We went to Portugal in part because it felt less discovered than Spain, although when I mentioned our trip, many people seemed to have taken a similar trip to the two countries. “I liked Spain,” my friend at the SF farmers market told me. “But I loved Portugal.”

We were inspired to go to Porto and the Douro valley in particular because of Frank Bruni’s Discovering the Douro which ran in the New York Times travel section back in May 2010. When I later read that Porto is home to what some consider the world’s most beautiful bookstore, I was sold on the place.

Like Bruni, I was charmed by Porto. It was especially welcome after Madrid, a city that seemed desperate to convince you that it had something new and exciting to offer you (and then couldn’t deliver). Porto, on the other hand, hardly seemed to realize all that it had going for it.

It’s a small city, half beautiful and half ruined. There were lovely old tiled buildings that appeared to perfectly kept up, right next door to dilapidated buildings with pigeons flying in and out of the broken windows, buildings that didn’t look like they’d been inhabited for many years.

We didn’t have any specific sites or museums we wanted to see in Porto, there was just so much to look at in the city itself: the Sao Bento train station with its tiled murals, the old Art Deco and Beaux Arts buildings, San Francisco-style streetcars, the incredible variety in tile patterns, the little staircases almost like those in the Cinque Terre that led down to the river, offering this view of the Dom Luís Bridge.

In Porto, we also finally started to have some luck with food. We bought a hunk of heavy, dark bread at the decrepit Mercado do Bolhão and it was unbelievably good. Given its heft, I expected it to be dry, but it was perfectly moist.

Across the street from the mercado, we went into a bakery that had heaps of pastries in its windows, none of which we recognized. We had no idea how to order (language was definitely a challenge in Portugal) but I pointed to something that looked like a frilly croissant called pastel de chaves.

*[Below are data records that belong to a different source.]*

//! Verdict types and score fusion.

use crate::config::{BehaviorConfig, FusionWeights, ShieldConfig, VerdictThresholds};
use crate::detectors::{clamp_confidence, EntropyResult, HardwareFingerprint, HardwareStatus};
use crate::traps::{HoneypotState, TrapType};
use serde::{Deserialize, Serialize};

/// Score every category starts from.
pub const BASELINE: f64 = 50.0;

/// Final classification.
#[derive(Debug, Clone, Copy, Default, PartialEq, Eq, Hash, Serialize, Deserialize)]
#[serde(rename_all = "lowercase")]
pub enum VerdictKind {
    Human,
    Bot,
    Suspicious,
    #[default]
    Unknown,
}

impl VerdictKind {
    pub fn as_str(&self) -> &'static str {
        match self {
            VerdictKind::Human => "human",
            VerdictKind::Bot => "bot",
            VerdictKind::Suspicious => "suspicious",
            VerdictKind::Unknown => "unknown",
        }
    }
}

impl std::fmt::Display for VerdictKind {
    fn fmt(&self, f: &mut std::fmt::Formatter<'_>) -> std::fmt::Result {
        f.write_str(self.as_str())
    }
}

/// Per-category scores (0-100, higher is more human).
#[derive(Debug, Clone, Copy, PartialEq, Serialize, Deserialize)]
pub struct CategoryScores {
    pub temporal: f64,
    pub hardware: f64,
    pub behavioral: f64,
    pub honeypot: f64,
}

impl Default for CategoryScores {
    fn default() -> Self {
        Self {
            temporal: BASELINE,
            hardware: BASELINE,
            behavioral: BASELINE,
            honeypot: 100.0,
        }
    }
}

/// Full result of an analysis.
#[derive(Debug, Clone, PartialEq, Serialize, Deserialize)]
#[serde(rename_all = "camelCase")]
pub struct Verdict {
    pub is_human: bool,

    /// Confidence in `verdict` (0-100)
    pub confidence: u8,

    pub verdict: VerdictKind,

    pub entropy: EntropyResult,

    /// None while the hardware probe is pending
    pub hardware: Option<HardwareFingerprint>,

    pub honeypot: HoneypotState,

    pub scores: CategoryScores,

    /// Namespaced by source: `entropy:`, `gpu:`, `behavior:`, `honeypot:`
    pub anomalies: Vec<String>,

    pub fingerprint: String,

    /// Unix milliseconds
    pub analyzed_at: u64,
}

/// Result of the synchronous fast path.
#[derive(Debug, Clone, Copy, PartialEq, Eq, Serialize, Deserialize)]
#[serde(rename_all = "camelCase")]
pub struct QuickVerdict {
    pub is_human: bool,
    pub verdict: VerdictKind,
    pub confidence: u8,
}

/// Behavioral inputs read from the traps and the recorder.
#[derive(Debug, Clone, Copy, Default, PartialEq, Eq)]
pub struct BehaviorSignals {
    pub movement_count: u32,
    pub event_count: usize,
    pub timing_violations: usize,
    pub sequence_violations: usize,
}

impl BehaviorSignals {
    pub fn new(movement_count: u32, event_count: usize, honeypot: &HoneypotState) -> Self {
        Self {
            movement_count,
            event_count,
            timing_violations: honeypot.count(TrapType::Timing),
            sequence_violations: honeypot.count(TrapType::Sequence),
        }
    }
}

/// Combines category scores with weights into a verdict.
#[derive(Debug, Clone)]
pub struct ScoreCalculator {
    pub weights: FusionWeights,
    pub thresholds: VerdictThresholds,
    pub behavior: BehaviorConfig,
}

impl ScoreCalculator {
    pub fn new(
        weights: FusionWeights,
        thresholds: VerdictThresholds,
        behavior: BehaviorConfig,
    ) -> Self {
        Self {
            weights,
            thresholds,
            behavior,
        }
    }

    pub fn from_config(config: &ShieldConfig) -> Self {
        Self::new(
            config.weights.clone(),
            config.thresholds.clone(),
            config.behavior.clone(),
        )
    }

    /// Move away from the baseline by half the entropy confidence, toward
    /// human or bot according to the classification.
    pub fn temporal(&self, entropy: &EntropyResult) -> f64 {
        let shift = f64::from(entropy.confidence) / 2.0;
        let score = if entropy.is_human {
            BASELINE + shift
        } else {
            BASELINE - shift
        };
        score.clamp(0.0, 100.0)
    }

    /// The probe's own confidence once ready; baseline while pending.
    pub fn hardware(&self, status: &HardwareStatus) -> f64 {
        match status {
            HardwareStatus::Ready(fp) => f64::from(fp.confidence),
            HardwareStatus::Pending => BASELINE,
        }
    }

    pub fn behavioral(&self, signals: &BehaviorSignals) -> f64 {
        let cfg = &self.behavior;
        let mut score = BASELINE;

        if signals.movement_count >= cfg.strong_movement_count {
            score += cfg.strong_movement_bonus;
        } else if signals.movement_count >= cfg.weak_movement_count {
            score += cfg.weak_movement_bonus;
        } else if signals.movement_count == 0 && signals.event_count >= cfg.no_movement_min_events {
            score -= cfg.no_movement_penalty;
        }

        score -= cfg.timing_violation_penalty * signals.timing_violations as f64;
        score -= cfg.sequence_violation_penalty * signals.sequence_violations as f64;

        score.clamp(0.0, 100.0)
    }

    pub fn honeypot(&self, state: &HoneypotState) -> f64 {
        (100.0 - f64::from(state.confidence)).max(0.0)
    }

    /// Weighted average of the category scores, normalized by total weight.
    pub fn overall(&self, scores: &CategoryScores) -> f64 {
        let w = &self.weights;
        let parts = [
            (scores.temporal, w.temporal),
            (scores.hardware, w.hardware),
            (scores.behavioral, w.behavioral),
            (scores.honeypot, w.honeypot),
        ];

        let mut total_weight = 0.0;
        let mut weighted = 0.0;
        for (score, weight) in parts {
            if weight > 0.0 {
                weighted += score * weight;
                total_weight += weight;
            }
        }

        if total_weight > 0.0 {
            (weighted / total_weight).clamp(0.0, 100.0)
        } else {
            BASELINE
        }
    }

    /// Threshold classification of an overall score.
    pub fn classify(&self, overall: f64) -> VerdictKind {
        let t = &self.thresholds;
        if overall >= t.human {
            VerdictKind::Human
        } else if overall >= t.suspicious {
            VerdictKind::Suspicious
        } else if overall >= t.bot {
            VerdictKind::Bot
        } else {
            VerdictKind::Unknown
        }
    }

    /// Verdict and its confidence. Any triggered trap forces `bot`.
    ///
    /// `interacted` is false when the session produced neither usable timing
    /// data nor pointer movement; such a session is never classified `human`.
    pub fn decide(
        &self,
        overall: f64,
        honeypot: &HoneypotState,
        interacted: bool,
    ) -> (VerdictKind, u8) {
        if honeypot.has_triggered() {
            let confidence = f64::from(honeypot.confidence).max(100.0 - overall);
            return (VerdictKind::Bot, clamp_confidence(confidence));
        }

        let mut verdict = self.classify(overall);
        if verdict == VerdictKind::Human && !interacted {
            verdict = VerdictKind::Suspicious;
        }
        let confidence = match verdict {
            VerdictKind::Human | VerdictKind::Unknown => overall,
            VerdictKind::Bot | VerdictKind::Suspicious => 100.0 - overall,
        };
        (verdict, clamp_confidence(confidence))
    }
}

impl Default for ScoreCalculator {
    fn default() -> Self {
        Self::from_config(&ShieldConfig::default())
    }
}

#[cfg(test)]
mod tests {
    use super::*;
    use crate::detectors::TimingStats;
    use crate::traps::TrapEvent;

    fn entropy(is_human: bool, confidence: u8) -> EntropyResult {
        EntropyResult {
            entropy: 3.0,
            stats: TimingStats::default(),
            is_human,
            confidence,
            anomalies: vec![],
            sample_count: 30,
        }
    }

    fn trap(trap_type: TrapType, confidence: u8) -> TrapEvent {
        TrapEvent {
            trap_type,
            confidence,
            details: String::new(),
            timestamp: 0.0,
        }
    }

    #[test]
    fn test_verdict_kind_as_str() {
        assert_eq!(VerdictKind::Human.as_str(), "human");
        assert_eq!(VerdictKind::Suspicious.to_string(), "suspicious");
        assert_eq!(serde_json::to_string(&VerdictKind::Bot).unwrap(), "\"bot\"");
    }

    #[test]
    fn test_temporal_direction() {
        let calc = ScoreCalculator::default();
        assert_eq!(calc.temporal(&entropy(true, 80)), 90.0);
        assert_eq!(calc.temporal(&entropy(false, 80)), 10.0);
        assert_eq!(calc.temporal(&EntropyResult::default()), 50.0);
    }

    #[test]
    fn test_hardware_pending_is_baseline() {
        let calc = ScoreCalculator::default();
        assert_eq!(calc.hardware(&HardwareStatus::Pending), 50.0);
    }

    #[test]
    fn test_behavioral_thresholds() {
        let calc = ScoreCalculator::default();
        let score = |movement_count, event_count| {
            calc.behavioral(&BehaviorSignals {
                movement_count,
                event_count,
                ..Default::default()
            })
        };
        assert_eq!(score(25, 40), 80.0);
        assert_eq!(score(7, 40), 65.0);
        assert_eq!(score(2, 40), 50.0);
        assert_eq!(score(0, 5), 50.0);
        assert_eq!(score(0, 15), 30.0);
    }

    #[test]
    fn test_behavioral_violations_clamped() {
        let calc = ScoreCalculator::default();
        let score = calc.behavioral(&BehaviorSignals {
            movement_count: 0,
            event_count: 50,
            timing_violations: 1,
            sequence_violations: 2,
        });
        assert_eq!(score, 0.0);
    }

    #[test]
    fn test_overall_weighting() {
        let calc = ScoreCalculator::default();
        assert_eq!(calc.overall(&CategoryScores::default()), 65.0);

        let scores = CategoryScores {
            temporal: 90.0,
            hardware: 100.0,
            behavioral: 80.0,
            honeypot: 100.0,
        };
        assert!((calc.overall(&scores) - 92.5).abs() < 1e-9);
    }

    #[test]
    fn test_overall_normalizes_weights() {
        let mut calc = ScoreCalculator::default();
        calc.weights = FusionWeights {
            temporal: 2.0,
            hardware: 0.0,
            behavioral: 0.0,
            honeypot: 2.0,
        };
        let scores = CategoryScores {
            temporal: 40.0,
            hardware: 0.0,
            behavioral: 0.0,
            honeypot: 100.0,
        };
        assert_eq!(calc.overall(&scores), 70.0);

        calc.weights = FusionWeights {
            temporal: 0.0,
            hardware: 0.0,
            behavioral: 0.0,
            honeypot: 0.0,
        };
        assert_eq!(calc.overall(&scores), 50.0);
    }

    #[test]
    fn test_classify_boundaries() {
        let calc = ScoreCalculator::default();
        assert_eq!(calc.classify(70.0), VerdictKind::Human);
        assert_eq!(calc.classify(69.9), VerdictKind::Suspicious);
        assert_eq!(calc.classify(45.0), VerdictKind::Suspicious);
        assert_eq!(calc.classify(44.9), VerdictKind::Bot);
        assert_eq!(calc.classify(30.0), VerdictKind::Bot);
        assert_eq!(calc.classify(29.9), VerdictKind::Unknown);
    }

    #[test]
    fn test_honeypot_override() {
        let calc = ScoreCalculator::default();
        let mut state = HoneypotState::default();
        state.record(trap(TrapType::ClickPosition, 40), 50);

        let (verdict, confidence) = calc.decide(95.0, &state, true);
        assert_eq!(verdict, VerdictKind::Bot);
        assert_eq!(confidence, 40);

        let (verdict, confidence) = calc.decide(20.0, &state, true);
        assert_eq!(verdict, VerdictKind::Bot);
        assert_eq!(confidence, 80);
    }

    #[test]
    fn test_decide_confidence() {
        let calc = ScoreCalculator::default();
        let clean = HoneypotState::default();
        assert_eq!(calc.decide(92.5, &clean, true), (VerdictKind::Human, 93));
        assert_eq!(calc.decide(65.0, &clean, true), (VerdictKind::Suspicious, 35));
        assert_eq!(calc.decide(35.0, &clean, true), (VerdictKind::Bot, 65));
        assert_eq!(calc.decide(10.0, &clean, true), (VerdictKind::Unknown, 10));
    }

    #[test]
    fn test_no_interaction_never_human() {
        let calc = ScoreCalculator::default();
        let clean = HoneypotState::default();
        assert_eq!(calc.decide(75.0, &clean, false), (VerdictKind::Suspicious, 25));
        assert_eq!(calc.decide(65.0, &clean, false), (VerdictKind::Suspicious, 35));
        assert_eq!(calc.decide(20.0, &clean, false), (VerdictKind::Unknown, 20));
        assert_eq!(calc.decide(75.0, &clean, true), (VerdictKind::Human, 75));
    }

    #[test]
    fn test_honeypot_score() {
        let calc = ScoreCalculator::default();
        let mut state = HoneypotState::default();
        assert_eq!(calc.honeypot(&state), 100.0);
        state.record(trap(TrapType::HiddenField, 80), 50);
        state.record(trap(TrapType::InvisibleLink, 100), 50);
        assert_eq!(calc.honeypot(&state), 0.0);
    }
}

To my surprise, it was full of ground meat but it was extremely delicious (so delicious that I went back the next day to get two more of them for our train trip).

I don’t normally follow a travel writer’s food suggestions, but given Bruni’s stint as the Times‘ restaurant critic, we went to dinner at a restaurant he mentioned in his article: Casa Aleixo. The food was excellent and it turned out to be one of the most memorable meals of our whole trip. The portions were almost comically huge: we each ordered half portions and Mr. WholeHog’s roast pork came out in a terra cotta casserole dish and my fried octopus arrived on a large platter.

We were only in Porto overnight, but in that short time period, we’d eaten ridiculously well and we’d found so much to see in this little city that it left me with the impression that with more time, there’s probably even more to discover.

If you’re going to Porto, we stayed at 6 Only, a guesthouse with ‘only 6’ rooms. It’s a grand old house on a relatively busy street (though the rooms are quiet).